In the Hutong
Parent-Teacher Conference Day
In a provocative dispatch today, the Associated Press is reporting that the chief of the Anti-Monopoly Bureau of China’s Ministry of Commerce, Mr. Shang Ming, acknowledged in a news conference that the only companies that have been required to scrap or change merger or acqusition plans under the 2008 Anti-Monopoly Law have been foreign companies.
Regulators have examined cases [of mergers and acquisitions and whether they violated the Anti-Monopoly law] and rejected outright only one, Coca-Cola’s 2008 bid to buy Chinese fruit juice maker Huiyuan, said Shang Ming, chief of the Commerce Ministry’s anti-monopoly bureau. He said five other deals, all involving foreign companies, were passed with conditions such as selling off some assets.
This upsets foreign businesspeople in China, because it has been the abiding suspicion of many of our number since the drafts of the law began circulating in 2006 that the law was aimed squarely at foreign companies. I have been on the somewhat more reserved side of the equation, believing that the history of China demonstrates that what is important is not the law, but how it is enforced.
The frank admission by Mr. Shang that the foreign companies are bearing the brunt of the law tends to support the critics who saw its passage as Protectionism by Another Name. I am not yet convinced.

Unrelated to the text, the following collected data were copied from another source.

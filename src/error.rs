//! Error types for flow evaluation.

use std::fmt;
use std::sync::Arc;

/// Errors produced while evaluating or notifying flows.
///
/// User errors can be propagated from derivations using the `?` operator, which
/// converts any `Into<anyhow::Error>` type into `FlowError::User`.
///
/// Equality is identity-based: two `User` errors are equal only if they share
/// the same allocation. This is what the dependency tracker relies on to tell
/// whether a failing source has failed again with a new error.
#[derive(Debug, Clone)]
pub enum FlowError {
    /// The computation was skipped or superseded.
    ///
    /// Returned by `skip()` and by cancelled asynchronous derivations. It only
    /// reaches consumers when no fallback state exists.
    Cancelled,

    /// Dependency cycle detected.
    ///
    /// `path` lists the flows on the evaluation stack, ending with the flow
    /// that was re-entered.
    Cycle {
        /// Display representation of the flows forming the cycle.
        path: Vec<String>,
    },

    /// One or more listeners failed during notification.
    Listeners(ListenerErrors),

    /// Error raised by a derivation or a listener.
    User(Arc<anyhow::Error>),
}

impl fmt::Display for FlowError {
    fn fmt(&self, f: &mut fmt::Formatter<'_>) -> fmt::Result {
        match self {
            FlowError::Cancelled => write!(f, "computation cancelled"),
            FlowError::Cycle { path } => {
                write!(f, "dependency cycle detected: {}", path.join(" -> "))
            }
            FlowError::Listeners(errors) => fmt::Display::fmt(errors, f),
            FlowError::User(e) => write!(f, "user error: {}", e),
        }
    }
}

impl<T: Into<anyhow::Error>> From<T> for FlowError {
    fn from(err: T) -> Self {
        FlowError::User(Arc::new(err.into()))
    }
}

impl PartialEq for FlowError {
    fn eq(&self, other: &Self) -> bool {
        match (self, other) {
            (FlowError::Cancelled, FlowError::Cancelled) => true,
            (FlowError::Cycle { path: a }, FlowError::Cycle { path: b }) => a == b,
            (FlowError::Listeners(a), FlowError::Listeners(b)) => a.errors == b.errors,
            (FlowError::User(a), FlowError::User(b)) => Arc::ptr_eq(a, b),
            _ => false,
        }
    }
}

impl FlowError {
    /// Returns `true` if this is the cancellation signal.
    pub fn is_cancelled(&self) -> bool {
        matches!(self, FlowError::Cancelled)
    }

    /// Returns a reference to the inner user error if this is a `User` variant.
    pub fn user_error(&self) -> Option<&Arc<anyhow::Error>> {
        match self {
            FlowError::User(e) => Some(e),
            _ => None,
        }
    }

    /// Attempts to downcast the user error to a specific type.
    pub fn downcast_ref<E: std::error::Error + Send + Sync + 'static>(&self) -> Option<&E> {
        self.user_error().and_then(|e| e.downcast_ref::<E>())
    }

    /// Returns `true` if this is a `User` error containing an error of type `E`.
    pub fn is<E: std::error::Error + Send + Sync + 'static>(&self) -> bool {
        self.downcast_ref::<E>().is_some()
    }
}

/// Failures collected from listeners during a single notification pass.
///
/// Every listener is called even if an earlier one failed; the failures are
/// then reported together. Nested aggregates are flattened.
#[derive(Debug, Clone, thiserror::Error)]
#[error("{} listener(s) failed: {}", .errors.len(), summary(.errors))]
pub struct ListenerErrors {
    errors: Vec<FlowError>,
}

fn summary(errors: &[FlowError]) -> String {
    errors
        .iter()
        .map(ToString::to_string)
        .collect::<Vec<_>>()
        .join("; ")
}

impl ListenerErrors {
    pub(crate) fn new(failures: Vec<FlowError>) -> Self {
        let mut errors = Vec::with_capacity(failures.len());
        for failure in failures {
            match failure {
                FlowError::Listeners(nested) => errors.extend(nested.errors),
                other => errors.push(other),
            }
        }
        Self { errors }
    }

    /// The individual listener failures, in delivery order.
    pub fn errors(&self) -> &[FlowError] {
        &self.errors
    }

    /// Number of failed listeners.
    pub fn len(&self) -> usize {
        self.errors.len()
    }

    /// Returns `true` if no failure was recorded.
    pub fn is_empty(&self) -> bool {
        self.errors.is_empty()
    }
}

#[cfg(test)]
mod tests {
    use super::*;

    #[test]
    fn test_user_error_identity() {
        let a: FlowError = anyhow::anyhow!("boom").into();
        let b: FlowError = anyhow::anyhow!("boom").into();
        assert_eq!(a, a.clone());
        assert_ne!(a, b);
    }

    #[test]
    fn test_question_mark_conversion() {
        fn parse(input: &str) -> Result<i32, FlowError> {
            Ok(input.parse::<i32>()?)
        }

        assert_eq!(parse("7").unwrap(), 7);
        let err = parse("seven").unwrap_err();
        assert!(err.is::<std::num::ParseIntError>());
        assert!(err.to_string().contains("invalid digit"));
    }

    #[test]
    fn test_listener_errors_flatten() {
        let inner = FlowError::Listeners(ListenerErrors::new(vec![
            FlowError::Cancelled,
            anyhow::anyhow!("first").into(),
        ]));
        let outer = ListenerErrors::new(vec![inner, anyhow::anyhow!("second").into()]);

        assert_eq!(outer.len(), 3);
        assert!(outer.errors()[0].is_cancelled());
        assert!(outer.to_string().starts_with("3 listener(s) failed"));
    }
}
//! Enqueue pipeline
//!
//! Parses test-definition files and appends each test's original line to the
//! job queue, one synchronous push per test, in file order.

use log::{error, info, warn};
use std::io::BufRead;

use crate::error::{ParseError, QueueError};
use crate::parser::{open_source, TestParser, STDIN_PATH};
use crate::queue::JobQueue;

/// Outcome of enqueueing one source
#[derive(Debug)]
pub struct FileReport {
    pub path: String,
    /// Jobs pushed before the source finished or failed
    pub pushed: usize,
    pub error: Option<String>,
}

impl FileReport {
    pub fn succeeded(&self) -> bool {
        self.error.is_none()
    }
}

/// Outcome of a whole enqueue run
#[derive(Debug, Default)]
pub struct EnqueueReport {
    pub files: Vec<FileReport>,
}

impl EnqueueReport {
    pub fn succeeded(&self) -> bool {
        self.files.iter().all(FileReport::succeeded)
    }

    pub fn total_pushed(&self) -> usize {
        self.files.iter().map(|f| f.pushed).sum()
    }
}

/// Why a single source stopped early
#[derive(Debug, thiserror::Error)]
enum SourceError {
    #[error("Error parsing file: {0}")]
    Parse(#[from] ParseError),

    #[error("Error queueing job: {0}")]
    Queue(#[from] QueueError),
}

/// Feeds parsed tests into a job queue
pub struct Enqueuer<Q: JobQueue> {
    queue: Q,
    parser: TestParser,
}

impl<Q: JobQueue> Enqueuer<Q> {
    pub fn new(queue: Q) -> Self {
        Self {
            queue,
            parser: TestParser::new(),
        }
    }

    /// Give back the queue, e.g. to inspect it in tests
    pub fn into_queue(self) -> Q {
        self.queue
    }

    /// Ping the queue, then enqueue every path in order
    ///
    /// A failed ping is returned before any file is opened. After that each
    /// file stands alone: a failure stops that file only, and jobs already
    /// pushed stay queued. Standard input (`-`) ends the argument list.
    pub async fn run(&mut self, paths: &[String]) -> Result<EnqueueReport, QueueError> {
        self.queue.ping().await?;

        let mut report = EnqueueReport::default();
        for path in paths {
            let file_report = self.enqueue_path(path).await;
            report.files.push(file_report);

            if path == STDIN_PATH {
                break;
            }
        }

        info!(
            "Enqueued {} job(s) from {} source(s)",
            report.total_pushed(),
            report.files.len()
        );
        Ok(report)
    }

    /// Enqueue every test from one file, or from standard input for `-`
    pub async fn enqueue_path(&mut self, path: &str) -> FileReport {
        match open_source(path) {
            Ok(reader) => self.enqueue_reader(reader, path).await,
            Err(e) => {
                error!("{}", e);
                FileReport {
                    path: path.to_string(),
                    pushed: 0,
                    error: Some(e.to_string()),
                }
            }
        }
    }

    /// Enqueue every test from a reader until the first failure
    pub async fn enqueue_reader<R: BufRead + Send>(&mut self, reader: R, name: &str) -> FileReport {
        let mut pushed = 0;
        let result = self.push_all(reader, name, &mut pushed).await;

        if let Err(e) = &result {
            error!("{}: {}", name, e);
            if pushed > 0 {
                warn!("{} job(s) from {} were queued before the failure", pushed, name);
            }
        } else {
            info!("Enqueued {} job(s) from {}", pushed, name);
        }

        FileReport {
            path: name.to_string(),
            pushed,
            error: result.err().map(|e| e.to_string()),
        }
    }

    async fn push_all<R: BufRead + Send>(&mut self, reader: R, name: &str, pushed: &mut usize) -> Result<(), SourceError> {
        for test in self.parser.tests(reader, name) {
            let test = test?;
            self.queue.push(&test.input).await?;
            *pushed += 1;
        }
        Ok(())
    }
}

First, the outright rejection of a single foreign deal does not constitute a trend, and as I have argued elsewhere (“Seven Reasons for the Coke-Huiyuan Epic Fail“) there were enough other miscalculations in Cokes attempt to buy Huiyuan, so it cannot be used as a litmus test. That would, I would suggest, leave us with the five deals that required some rearrangement of assets that would need to be evaluated individually before we can make a call.
Second, Mr. Shang’s contention that the data is skewed because there was so much more foreign-driven M&A in the period in question than locally-driven deals may well be true. Again, we would need more data to make that call.
Third, we must consider the possibility that the foreigners are not the primary targets, but are intentionally the first targets of the law. China watchers familiar with the necessities of Chinese politics will acknowledge that any effort by an organ of the central government to block a politically powerful SOE from an acquisition is fraught with peril for the regulators involved. All the more so when the organ doing the enforcing – the Anti-Monopoly Bureau – is still building its own political legitimacy in China.
A good way of establishing that legitimacy – and the legitimacy of any later action against a Chinese enterprise – is to go after some foreign scalps first. Prove to the government, to SOEs, to the provincial leaders, and to the people that you have made the foreigners pay first, and they will be more inclined (or readily compelled) to acknowledge the legitimacy of the action against the local enterprise.
In fact, I would argue that this is the reason the Anti-Monopoly Bureau held the press conference in the first place, and why it did not shy from laying out the statistics like they did. The Ministry of Commerce is playing to a domestic audience, one that believes that foreign companies have more than their fair share of the local market. Against such popular sentiment, the first target can only be foreigners.
This is neither to apologize for the AMB nor suggest that the critics of the Anti-Monopoly Law are necessarily wrong. But it does suggest that at the very least we need more time and more data before we can make a strong case for veiled protectionism.